(Des) Amparo 2013: O Milagre da Divisão da Cidade
A
festa em louvor a Nossa Senhora do Amparo, realizada em 2013 na cidade de
Valença, entrou para história. Não pela sua tradicional alegria e clima de
união que sempre a caracterizou. Entrou pelo motivo inverso – como a festa da
discórdia e da desunião, gerada pela intransigência do pároco e da omissão da
prefeitura.
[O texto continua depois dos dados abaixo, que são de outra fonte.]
//! Model error types for epi-model.
//!
//! These never cross the engine boundary: `ForecastEngine` folds them into a
//! degraded [`epi_core::enums::ForecastMethod`]. Only the synthesizer
//! surfaces them, for configuration problems.

use thiserror::Error;

#[derive(Debug, Error)]
pub enum ModelError {
    /// Too few observations to fit the model.
    #[error("insufficient data: need at least {required} points, got {actual}")]
    InsufficientData { required: usize, actual: usize },

    /// An observation is NaN or infinite.
    #[error("non-finite observation at index {index}")]
    NonFinite { index: usize },

    /// Optimisation produced no usable parameters or forecasts.
    #[error("model fit failed: {0}")]
    FitFailed(String),

    /// A tunable is outside its domain.
    #[error("invalid parameter '{name}': {reason}")]
    InvalidParameter { name: String, reason: String },

    /// The noise distribution could not be constructed.
    #[error("noise distribution: {0}")]
    Noise(String),
}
E o celeuma causado por essa polêmica pode causar a decadência de
um dos maiores marcos identitários e culturais de Valença.
Quiseram
forjar a celeuma em cima da (falta de) segurança causada pelas vendas de
bebidas em barracas e da desorganização dos vendedores ambulantes para se
justificar uma atitude equivocada. Ora, ninguém é imbecil de ser contra a
segurança e organização dos ambulantes para que a Festa do Amparo brilhe. Quem
ama essa cidade e luta para sua grandeza quer isso. O cerne da questão, no
entanto, é outro – cousa que o Sr. Padre Josival Lemos pareceu se recusar a
compreender e a prefeita não teve a devida sensibilidade para contemporizar.
Querendo
ou não algumas correntes (retrógradas) da Sancta Madre Igreja Católica
Apostólica, a festa do Amparo seguiu os rumos normais as grandes festas
populares: deixou de ser uma mera missa solene para se tornar num patrimônio
cultural e marco identitário para Valença. Surgida a mais de cem anos, animada
e alimentada pelo povo valenciano (operários, marítimos e magarefes) e com
tradições sedimentadas por décadas e décadas de história, a festa do Amparo
ganhou uma grandeza que transcende a sua condição de mero “evento religioso”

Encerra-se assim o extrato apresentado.